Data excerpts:
=-=-=-=-=

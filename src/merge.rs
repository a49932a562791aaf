//! # Merge Policy
//!
//! Combines one cycle's provider results, the host's calendar screening
//! counts, and the previously persisted record into the month's
//! authoritative [`MonthlyFunnelRecord`].
//!
//! | metric                  | source                                            |
//! |-------------------------|---------------------------------------------------|
//! | outreach, responses     | CRM result if present, else prior                  |
//! | screens                 | per role `max(ats, calendar, prior)`, never summed |
//! | finals, offers, hires   | ATS result if present, else prior                  |
//!
//! The function is pure: the same inputs always produce the same record, and
//! feeding its output back in as `prior` with unchanged provider data yields
//! an identical record.

use std::collections::BTreeSet;

use crate::providers::{OutreachCounts, PipelineCounts};
use crate::record::{join_sources, split_label, Metric, MonthlyFunnelRecord, RoleCounts, Source};

pub fn merge(
    prior: &MonthlyFunnelRecord,
    crm: Option<&OutreachCounts>,
    ats: Option<&PipelineCounts>,
    calendar: &RoleCounts,
) -> MonthlyFunnelRecord {
    let mut merged = MonthlyFunnelRecord::default();

    let crm_metrics = crm.map(|c| [(Metric::Outreach, &c.outreach), (Metric::Responses, &c.responses)]);
    replace_or_keep(
        &mut merged,
        prior,
        Source::Crm,
        &[Metric::Outreach, Metric::Responses],
        crm_metrics.as_ref().map(|m| &m[..]),
    );

    let ats_metrics = ats.map(|a| {
        [
            (Metric::Finals, &a.finals),
            (Metric::Offers, &a.offers),
            (Metric::Hires, &a.hires),
        ]
    });
    replace_or_keep(
        &mut merged,
        prior,
        Source::Ats,
        &[Metric::Finals, Metric::Offers, Metric::Hires],
        ats_metrics.as_ref().map(|m| &m[..]),
    );

    merge_screens(&mut merged, prior, ats.map(|a| &a.screens), calendar);
    merged
}

/// Wholesale replacement per metric when the source answered this cycle;
/// otherwise the prior value and its label carry over untouched.
fn replace_or_keep(
    merged: &mut MonthlyFunnelRecord,
    prior: &MonthlyFunnelRecord,
    source: Source,
    metrics: &[Metric],
    fresh: Option<&[(Metric, &RoleCounts)]>,
) {
    match fresh {
        Some(fresh) => {
            for (metric, counts) in fresh {
                *merged.counts_mut(*metric) = (*counts).clone();
                if counts.values().any(|&n| n > 0) {
                    merged.provenance.insert(*metric, source.label().to_string());
                }
            }
        }
        None => {
            for metric in metrics {
                *merged.counts_mut(*metric) = prior.counts(*metric).clone();
                if let Some(label) = prior.provenance.get(metric) {
                    merged.provenance.insert(*metric, label.clone());
                }
            }
        }
    }
}

fn merge_screens(
    merged: &mut MonthlyFunnelRecord,
    prior: &MonthlyFunnelRecord,
    ats: Option<&RoleCounts>,
    calendar: &RoleCounts,
) {
    let prior_screens = &prior.screens;
    let prior_sources = split_label(prior.provenance.get(&Metric::Screens).map(String::as_str).unwrap_or(""));

    let roles: BTreeSet<&String> = prior_screens
        .keys()
        .chain(calendar.keys())
        .chain(ats.into_iter().flat_map(|a| a.keys()))
        .collect();

    let mut contributors = BTreeSet::new();
    for role in roles {
        let from_ats = ats.and_then(|a| a.get(role)).copied().unwrap_or(0);
        let from_calendar = calendar.get(role).copied().unwrap_or(0);
        let from_prior = prior_screens.get(role).copied().unwrap_or(0);
        let best = from_ats.max(from_calendar).max(from_prior);

        if best > 0 {
            if from_ats == best {
                contributors.insert(Source::Ats);
            }
            if from_calendar == best {
                contributors.insert(Source::Calendar);
            }
            if from_prior == best {
                contributors.extend(prior_sources.iter().copied());
            }
        }
        merged.screens.insert(role.clone(), best);
    }

    if !contributors.is_empty() {
        merged.provenance.insert(Metric::Screens, join_sources(&contributors));
    }
}
use tracing::trace;

use super::Linker;
use crate::{
    engine::ModuleLoader,
    module::Handle,
    scope::{resolve, Scope},
    DlError, DlErrorKind,
};

impl<E: ModuleLoader> Linker<E> {
    /// Find the runtime address of `name` in the local scope of `handle`: the module itself,
    /// then its dependencies in tree order. The global scope is not searched.
    pub fn lookup_symbol(&self, handle: Handle, name: &str) -> Result<u64, DlError> {
        let state = self.state.read();
        let root = self.validate(&state.modules, handle)?;
        let scope = Scope::local(&state.modules, root);

        let found = resolve(&state.modules, &scope, name).ok_or_else(|| {
            trace!("{}: no definition of '{}'", state.modules[root], name);
            DlErrorKind::UndefinedSymbol {
                root: state.modules[root].name.clone(),
                symbol: name.to_string(),
            }
        })?;
        found.address(name)
    }
}
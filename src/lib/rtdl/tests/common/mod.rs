//! An in-memory module format for driving the linker in tests.
//!
//! A [FakeFile] lists the dependencies a module declares, the symbols it exports, and the symbols
//! its relocations reference. [FakeLoader] maps each module at a fresh load bias and records every
//! binding it makes while relocating, so tests can see which definition a reference bound to.

#![allow(dead_code)]

use std::{collections::HashMap, sync::Arc};

use parking_lot::Mutex;
use rtdl::{
    scope::SymbolResolver, DecodedModule, DlError, DlErrorKind, Handle, Linker, ModuleLoader,
    OpenMode, RetrieveError, Soname, StartupModule, Symbol, SymbolKind,
};

pub type Syms = HashMap<String, Symbol>;
pub type Bindings = Arc<Mutex<HashMap<(String, String), u64>>>;
pub type InitLog = Arc<Mutex<Vec<String>>>;

pub const NOW: i32 = OpenMode::NOW.bits() as i32;
pub const LAZY: i32 = OpenMode::LAZY.bits() as i32;
pub const NOW_GLOBAL: i32 = OpenMode::NOW.union(OpenMode::GLOBAL).bits() as i32;
pub const NOW_NOLOAD: i32 = OpenMode::NOW.union(OpenMode::NOLOAD).bits() as i32;
pub const NOLOAD_GLOBAL: i32 = OpenMode::NOW
    .union(OpenMode::NOLOAD)
    .union(OpenMode::GLOBAL)
    .bits() as i32;

const FIRST_BIAS: u64 = 0x1000_0000;
const BIAS_STRIDE: u64 = 0x0100_0000;

#[derive(Clone, Default)]
pub struct FakeFile {
    deps: Vec<Soname>,
    defines: Syms,
    needs: Vec<String>,
    corrupt: bool,
}

impl FakeFile {
    pub fn new() -> Self {
        Self::default()
    }

    pub fn dep(mut self, name: &str) -> Self {
        self.deps.push(name.into());
        self
    }

    pub fn define(mut self, name: &str, value: u64) -> Self {
        self.defines.insert(
            name.to_string(),
            Symbol::new(value, 8, SymbolKind::Function),
        );
        self
    }

    pub fn define_tls(mut self, name: &str, value: u64) -> Self {
        self.defines
            .insert(name.to_string(), Symbol::new(value, 8, SymbolKind::Tls));
        self
    }

    pub fn need(mut self, name: &str) -> Self {
        self.needs.push(name.to_string());
        self
    }

    /// Make decoding this file fail.
    pub fn corrupt(mut self) -> Self {
        self.corrupt = true;
        self
    }
}

/// The set of files the retrieval callback can find, plus a log of every name it was asked for.
#[derive(Default)]
pub struct Fs {
    files: HashMap<String, FakeFile>,
    io_errors: HashMap<String, String>,
    calls: Mutex<Vec<String>>,
}

impl Fs {
    pub fn new() -> Self {
        Self::default()
    }

    pub fn file(mut self, name: &str, file: FakeFile) -> Self {
        self.files.insert(name.to_string(), file);
        self
    }

    pub fn io_error(mut self, name: &str, reason: &str) -> Self {
        self.io_errors.insert(name.to_string(), reason.to_string());
        self
    }

    pub fn retrieve(&self, name: &Soname) -> Result<FakeFile, RetrieveError> {
        self.calls.lock().push(name.to_string());
        if let Some(reason) = self.io_errors.get(name.as_str()) {
            return Err(RetrieveError::Io(reason.clone()));
        }
        self.files
            .get(name.as_str())
            .cloned()
            .ok_or(RetrieveError::NotFound)
    }

    pub fn retriever(&self) -> impl FnMut(&Soname) -> Result<FakeFile, RetrieveError> + '_ {
        move |name: &Soname| self.retrieve(name)
    }

    pub fn calls(&self) -> Vec<String> {
        self.calls.lock().clone()
    }
}

pub struct FakeLoader {
    next_bias: u64,
    bindings: Bindings,
    inits: InitLog,
}

impl FakeLoader {
    pub fn new() -> (Self, Bindings) {
        let bindings = Bindings::default();
        (
            Self {
                next_bias: FIRST_BIAS,
                bindings: bindings.clone(),
                inits: InitLog::default(),
            },
            bindings,
        )
    }

    /// Names of initialized modules, in the order their initializers ran.
    pub fn init_log(&self) -> InitLog {
        self.inits.clone()
    }
}

impl ModuleLoader for FakeLoader {
    type File = FakeFile;
    type Symbols = Syms;
    type Image = Vec<String>;

    fn decode(
        &mut self,
        name: &Soname,
        file: FakeFile,
    ) -> Result<DecodedModule<Syms, Vec<String>>, DlError> {
        if file.corrupt {
            return Err(DlErrorKind::DecodeFailed {
                module: name.clone(),
                reason: "not an ELF file".to_string(),
            }
            .into());
        }
        let load_bias = self.next_bias;
        self.next_bias += BIAS_STRIDE;
        Ok(DecodedModule {
            deps: file.deps,
            symbols: file.defines,
            load_bias,
            image: file.needs,
        })
    }

    fn relocate(
        &mut self,
        name: &Soname,
        needs: Vec<String>,
        resolver: &dyn SymbolResolver,
    ) -> Result<(), DlError> {
        for symbol in needs {
            let addr = resolver.resolve(&symbol)?;
            self.bindings
                .lock()
                .insert((name.to_string(), symbol), addr);
        }
        Ok(())
    }

    fn init(&mut self, name: &Soname) {
        self.inits.lock().push(name.to_string());
    }
}

pub fn init_tracing() {
    let _ = tracing_subscriber::fmt()
        .with_max_level(tracing::Level::TRACE)
        .with_test_writer()
        .try_init();
}

pub fn setup() -> (Linker<FakeLoader>, Bindings) {
    setup_with_startup(vec![])
}

pub fn setup_with_startup(startup: Vec<StartupModule<Syms>>) -> (Linker<FakeLoader>, Bindings) {
    init_tracing();
    let (loader, bindings) = FakeLoader::new();
    let linker = Linker::new(loader, startup).expect("failed to create linker");
    (linker, bindings)
}

pub fn setup_recording_inits(
    startup: Vec<StartupModule<Syms>>,
) -> (Linker<FakeLoader>, Bindings, InitLog) {
    init_tracing();
    let (loader, bindings) = FakeLoader::new();
    let inits = loader.init_log();
    let linker = Linker::new(loader, startup).expect("failed to create linker");
    (linker, bindings, inits)
}

pub fn startup(name: &str, bias: u64, defines: &[(&str, u64)], global: bool) -> StartupModule<Syms> {
    let symbols = defines
        .iter()
        .map(|(n, v)| (n.to_string(), Symbol::new(*v, 8, SymbolKind::Object)))
        .collect();
    StartupModule::new(name, bias, symbols, global)
}

/// The load bias of a loaded module, by name.
pub fn bias_of(linker: &Linker<FakeLoader>, name: &str) -> u64 {
    linker
        .loaded_modules()
        .into_iter()
        .find(|m| m.name == name)
        .map(|m| m.load_bias)
        .unwrap_or_else(|| panic!("{} is not loaded", name))
}

/// The address that `module`'s reference to `symbol` was bound to during relocation.
pub fn binding(bindings: &Bindings, module: &str, symbol: &str) -> Option<u64> {
    bindings
        .lock()
        .get(&(module.to_string(), symbol.to_string()))
        .copied()
}

pub fn global_order(linker: &Linker<FakeLoader>) -> Vec<String> {
    linker
        .loaded_modules()
        .into_iter()
        .map(|m| m.name.to_string())
        .collect()
}

pub fn tree(linker: &Linker<FakeLoader>, handle: Handle) -> Vec<String> {
    linker
        .module_tree(handle)
        .expect("invalid handle")
        .into_iter()
        .map(|n| n.to_string())
        .collect()
}

pub fn is_loaded(linker: &Linker<FakeLoader>, name: &str) -> bool {
    linker.loaded_modules().iter().any(|m| m.name == name)
}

=-=-=-=-=

PROBLEM DETAILS: Return only those lines of the records that contain the string "every".

EXPECTED ANSWER:
//! its relocations reference. [FakeLoader] maps each module at a fresh load bias and records every
/// The set of files the retrieval callback can find, plus a log of every name it was asked for.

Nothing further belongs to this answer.